Studying at a school that enjoyed a relationship with the Electrical and Electronics Engineering department of the Ladoke Akintola University of Technology (LAUTECH) meant that he was exposed to the practical aspects of the discipline.
And in 2010, he was admitted to study Electronics and Electrical Engineering at the Obafemi Awolowo University (OAU).
OAU is one of Nigeria’s oldest universities, having been established in 1962 shortly after the country's independence. It has produced several successful entrepreneurs in Nigeria’s startup space, some of whom started as students.

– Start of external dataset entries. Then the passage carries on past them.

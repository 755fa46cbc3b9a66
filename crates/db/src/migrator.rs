//! Schema migrations for the entity store tables.
//!
//! The schema is still settling, so the migrator carries an explicit
//! development escape hatch: when the migration log no longer contains
//! the current sentinel migration, every owned table is dropped and the
//! schema is rebuilt from scratch. The production environment guard
//! means this can never touch real data.

use std::collections::HashSet;

use anyhow::{Result, anyhow};
use chrono::Utc;
use sea_orm::{
    ActiveModelTrait, ConnectionTrait, DatabaseConnection, DbBackend, EntityTrait, Set, Statement,
    TransactionTrait,
};
use tracing::{debug, info, warn};

use crate::EntityDb;
use crate::config::{Environment, FeatureToggles};
use crate::dialect::Dialect;
use crate::entity::migration_log;

const MIGRATION_LOCK_NAME: &str = "stash_entity_migrations";
const MIGRATION_LOCK_ID: i64 = 0x7374_6173_6821;

/// Tables owned by this migrator, in drop order.
const OWNED_TABLES: &[&str] = &[
    "entity_folder_tree",
    "entity_nested",
    "entity_ref",
    "entity_labels",
    "entity_history",
    "entity",
    "entity_migration_log",
];

/// Id of the final migration. A non-empty log lacking this marker was
/// written by an older schema generation and triggers the reset.
const SENTINEL_MIGRATION: &str = "create entity_folder_tree table";

struct Migration {
    id: &'static str,
    build: fn(&Dialect) -> Vec<String>,
}

fn migrations() -> Vec<Migration> {
    vec![
        Migration {
            id: "create entity table",
            build: entity_table,
        },
        Migration {
            id: "create entity_history table",
            build: entity_history_table,
        },
        Migration {
            id: "create entity_labels table",
            build: entity_labels_table,
        },
        Migration {
            id: "create entity_ref table",
            build: entity_ref_table,
        },
        Migration {
            id: "create entity_nested table",
            build: entity_nested_table,
        },
        Migration {
            id: SENTINEL_MIGRATION,
            build: entity_folder_tree_table,
        },
    ]
}

/// Run the entity store migrations once at startup.
///
/// Skips silently unless the entity store feature flag is set, and never
/// runs in a production environment.
pub async fn migrate_entity_store(
    db: &EntityDb,
    env: Environment,
    features: FeatureToggles,
) -> Result<()> {
    if !features.entity_store {
        return Ok(());
    }
    if env == Environment::Production {
        return Ok(());
    }

    let conn = db.connection();
    let dialect = db.dialect();

    ensure_log_table(conn, &dialect).await?;

    if features.migration_locking {
        acquire_lock(conn).await?;
    }
    let result = run_migrations(conn, &dialect).await;
    if features.migration_locking {
        release_lock(conn).await;
    }
    result
}

async fn run_migrations(conn: &DatabaseConnection, dialect: &Dialect) -> Result<()> {
    let mut applied: HashSet<String> = migration_log::Entity::find()
        .all(conn)
        .await?
        .into_iter()
        .map(|m| m.migration_id)
        .collect();

    if !applied.is_empty() && !applied.contains(SENTINEL_MIGRATION) {
        warn!("entity schema generation changed, dropping and rebuilding all entity tables");
        reset_schema(conn, dialect).await?;
        applied.clear();
    }

    for migration in migrations() {
        if applied.contains(migration.id) {
            continue;
        }
        info!(migration = migration.id, "running entity store migration");
        for sql in (migration.build)(dialect) {
            conn.execute(Statement::from_string(dialect.backend(), sql))
                .await?;
        }
        migration_log::ActiveModel {
            migration_id: Set(migration.id.to_string()),
            executed_at: Set(Utc::now().timestamp_millis()),
            success: Set(true),
        }
        .insert(conn)
        .await?;
    }
    Ok(())
}

async fn ensure_log_table(conn: &DatabaseConnection, dialect: &Dialect) -> Result<()> {
    let sql = format!(
        "CREATE TABLE IF NOT EXISTS entity_migration_log ({} VARCHAR(190) NOT NULL PRIMARY KEY, {} BIGINT NOT NULL, {} BOOLEAN NOT NULL)",
        dialect.quote("migration_id"),
        dialect.quote("executed_at"),
        dialect.quote("success"),
    );
    conn.execute(Statement::from_string(dialect.backend(), sql))
        .await?;
    Ok(())
}

async fn reset_schema(conn: &DatabaseConnection, dialect: &Dialect) -> Result<()> {
    let txn = conn.begin().await?;
    for table in OWNED_TABLES {
        txn.execute(Statement::from_string(
            dialect.backend(),
            format!("DROP TABLE IF EXISTS {}", table),
        ))
        .await?;
    }
    txn.commit().await?;
    ensure_log_table(conn, dialect).await
}

async fn acquire_lock(conn: &DatabaseConnection) -> Result<()> {
    match conn.get_database_backend() {
        DbBackend::MySql => {
            let row = conn
                .query_one(Statement::from_string(
                    DbBackend::MySql,
                    format!("SELECT GET_LOCK('{}', 60)", MIGRATION_LOCK_NAME),
                ))
                .await?;
            let acquired = row
                .and_then(|r| r.try_get_by_index::<Option<i64>>(0).ok())
                .flatten()
                .unwrap_or(0);
            if acquired != 1 {
                return Err(anyhow!("timed out waiting for the migration lock"));
            }
        }
        DbBackend::Postgres => {
            conn.execute(Statement::from_string(
                DbBackend::Postgres,
                format!("SELECT pg_advisory_lock({})", MIGRATION_LOCK_ID),
            ))
            .await?;
        }
        _ => {}
    }
    Ok(())
}

async fn release_lock(conn: &DatabaseConnection) {
    let stmt = match conn.get_database_backend() {
        DbBackend::MySql => Statement::from_string(
            DbBackend::MySql,
            format!("SELECT RELEASE_LOCK('{}')", MIGRATION_LOCK_NAME),
        ),
        DbBackend::Postgres => Statement::from_string(
            DbBackend::Postgres,
            format!("SELECT pg_advisory_unlock({})", MIGRATION_LOCK_ID),
        ),
        _ => return,
    };
    if let Err(e) = conn.execute(stmt).await {
        debug!("failed to release migration lock: {}", e);
    }
}

fn entity_table(d: &Dialect) -> Vec<String> {
    let q = |c: &str| d.quote(c);
    vec![
        format!(
            "CREATE TABLE entity (\
             {guid} VARCHAR(36) NOT NULL PRIMARY KEY, \
             {tenant_id} BIGINT NOT NULL, \
             {kind} VARCHAR(190) NOT NULL, \
             {uid} VARCHAR(64) NOT NULL, \
             {folder} VARCHAR(64) NOT NULL, \
             {slug} VARCHAR(190) NOT NULL, \
             {version} VARCHAR(36) NOT NULL, \
             {size} BIGINT NOT NULL, \
             {etag} VARCHAR(64) NOT NULL, \
             {body} {blob} NULL, \
             {meta} {blob} NULL, \
             {status} {blob} NULL, \
             {name} VARCHAR(255) NOT NULL, \
             {description} TEXT NULL, \
             {labels} TEXT NULL, \
             {fields} TEXT NULL, \
             {errors} TEXT NULL, \
             {created_at} BIGINT NOT NULL, \
             {created_by} VARCHAR(190) NOT NULL, \
             {updated_at} BIGINT NOT NULL, \
             {updated_by} VARCHAR(190) NOT NULL, \
             {origin} VARCHAR(190) NOT NULL, \
             {origin_key} VARCHAR(190) NOT NULL, \
             {origin_ts} BIGINT NOT NULL)",
            guid = q("guid"),
            tenant_id = q("tenant_id"),
            kind = q("kind"),
            uid = q("uid"),
            folder = q("folder"),
            slug = q("slug"),
            version = q("version"),
            size = q("size"),
            etag = q("etag"),
            body = q("body"),
            meta = q("meta"),
            status = q("status"),
            name = q("name"),
            description = q("description"),
            labels = q("labels"),
            fields = q("fields"),
            errors = q("errors"),
            created_at = q("created_at"),
            created_by = q("created_by"),
            updated_at = q("updated_at"),
            updated_by = q("updated_by"),
            origin = q("origin"),
            origin_key = q("origin_key"),
            origin_ts = q("origin_ts"),
            blob = d.blob_type(),
        ),
        format!(
            "CREATE UNIQUE INDEX idx_entity_identity ON entity ({},{},{})",
            q("tenant_id"),
            q("kind"),
            q("uid"),
        ),
        format!(
            "CREATE INDEX idx_entity_folder ON entity ({},{})",
            q("tenant_id"),
            q("folder"),
        ),
    ]
}

fn entity_history_table(d: &Dialect) -> Vec<String> {
    let q = |c: &str| d.quote(c);
    vec![
        format!(
            "CREATE TABLE entity_history (\
             {guid} VARCHAR(36) NOT NULL, \
             {version} VARCHAR(36) NOT NULL, \
             {tenant_id} BIGINT NOT NULL, \
             {kind} VARCHAR(190) NOT NULL, \
             {uid} VARCHAR(64) NOT NULL, \
             {folder} VARCHAR(64) NOT NULL, \
             {size} BIGINT NOT NULL, \
             {body} {blob} NULL, \
             {etag} VARCHAR(64) NOT NULL, \
             {message} TEXT NULL, \
             {created_at} BIGINT NOT NULL, \
             {created_by} VARCHAR(190) NOT NULL, \
             {updated_at} BIGINT NOT NULL, \
             {updated_by} VARCHAR(190) NOT NULL, \
             PRIMARY KEY ({guid},{version}))",
            guid = q("guid"),
            version = q("version"),
            tenant_id = q("tenant_id"),
            kind = q("kind"),
            uid = q("uid"),
            folder = q("folder"),
            size = q("size"),
            body = q("body"),
            etag = q("etag"),
            message = q("message"),
            created_at = q("created_at"),
            created_by = q("created_by"),
            updated_at = q("updated_at"),
            updated_by = q("updated_by"),
            blob = d.blob_type(),
        ),
        format!(
            "CREATE INDEX idx_entity_history_identity ON entity_history ({},{},{},{})",
            q("tenant_id"),
            q("kind"),
            q("uid"),
            q("version"),
        ),
    ]
}

fn entity_labels_table(d: &Dialect) -> Vec<String> {
    let q = |c: &str| d.quote(c);
    vec![format!(
        "CREATE TABLE entity_labels (\
         {guid} VARCHAR(190) NOT NULL, \
         {label} VARCHAR(190) NOT NULL, \
         {value} VARCHAR(190) NOT NULL, \
         {parent_grn} VARCHAR(190) NOT NULL, \
         PRIMARY KEY ({guid},{label}))",
        guid = q("guid"),
        label = q("label"),
        value = q("value"),
        parent_grn = q("parent_grn"),
    )]
}

fn entity_ref_table(d: &Dialect) -> Vec<String> {
    let q = |c: &str| d.quote(c);
    vec![
        format!(
            "CREATE TABLE entity_ref (\
             {guid} VARCHAR(190) NOT NULL, \
             {parent_grn} VARCHAR(190) NOT NULL, \
             {family} VARCHAR(190) NOT NULL, \
             {ref_type} VARCHAR(190) NOT NULL, \
             {ref_id} VARCHAR(190) NOT NULL, \
             {resolved_ok} BOOLEAN NOT NULL, \
             {resolved_to} VARCHAR(190) NOT NULL, \
             {resolved_warning} TEXT NULL, \
             {resolved_time} BIGINT NOT NULL)",
            guid = q("guid"),
            parent_grn = q("parent_grn"),
            family = q("family"),
            ref_type = q("type"),
            ref_id = q("id"),
            resolved_ok = q("resolved_ok"),
            resolved_to = q("resolved_to"),
            resolved_warning = q("resolved_warning"),
            resolved_time = q("resolved_time"),
        ),
        format!("CREATE INDEX idx_entity_ref_guid ON entity_ref ({})", q("guid")),
        format!(
            "CREATE INDEX idx_entity_ref_target ON entity_ref ({},{})",
            q("family"),
            q("resolved_to"),
        ),
    ]
}

fn entity_nested_table(d: &Dialect) -> Vec<String> {
    let q = |c: &str| d.quote(c);
    vec![
        format!(
            "CREATE TABLE entity_nested (\
             {grn} VARCHAR(190) NOT NULL PRIMARY KEY, \
             {guid} VARCHAR(36) NOT NULL, \
             {parent_grn} VARCHAR(190) NOT NULL, \
             {tenant_id} BIGINT NOT NULL, \
             {kind} VARCHAR(190) NOT NULL, \
             {uid} VARCHAR(64) NOT NULL, \
             {folder} VARCHAR(64) NOT NULL, \
             {name} VARCHAR(255) NOT NULL, \
             {slug} VARCHAR(190) NOT NULL, \
             {description} TEXT NULL, \
             {labels} TEXT NULL, \
             {fields} TEXT NULL, \
             {errors} TEXT NULL)",
            grn = q("grn"),
            guid = q("guid"),
            parent_grn = q("parent_grn"),
            tenant_id = q("tenant_id"),
            kind = q("kind"),
            uid = q("uid"),
            folder = q("folder"),
            name = q("name"),
            slug = q("slug"),
            description = q("description"),
            labels = q("labels"),
            fields = q("fields"),
            errors = q("errors"),
        ),
        format!(
            "CREATE INDEX idx_entity_nested_guid ON entity_nested ({})",
            q("guid"),
        ),
    ]
}

fn entity_folder_tree_table(d: &Dialect) -> Vec<String> {
    let q = |c: &str| d.quote(c);
    vec![
        format!(
            "CREATE TABLE entity_folder_tree (\
             {guid} VARCHAR(36) NOT NULL PRIMARY KEY, \
             {tenant_id} BIGINT NOT NULL, \
             {uid} VARCHAR(64) NOT NULL, \
             {slug_path} TEXT NOT NULL, \
             {tree} TEXT NOT NULL, \
             {depth} BIGINT NOT NULL, \
             {detached} BOOLEAN NOT NULL)",
            guid = q("guid"),
            tenant_id = q("tenant_id"),
            uid = q("uid"),
            slug_path = q("slug_path"),
            tree = q("tree"),
            depth = q("depth"),
            detached = q("detached"),
        ),
        format!(
            "CREATE INDEX idx_entity_folder_tree_tenant ON entity_folder_tree ({})",
            q("tenant_id"),
        ),
    ]
}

As data from Techpoint Africa’s West Africa Startup Decade Report reveals, OAU produced the highest number of founders who raised $1m cumulatively in the last decade. Thus, Ayodele had no shortage of examples to follow as a student.
Testing the waters of entrepreneurship
As a student, he got involved in many communities where he honed his technical and leadership skills. He also built and failed at a few startups in the hardware space.
His first startup, Alcacia Systems, was a hardware consulting firm that helped companies build hardware solutions such as billboards and screen displays. After that failed, he started Pragmatic Embedded, a machine-to-machine solution for home automation.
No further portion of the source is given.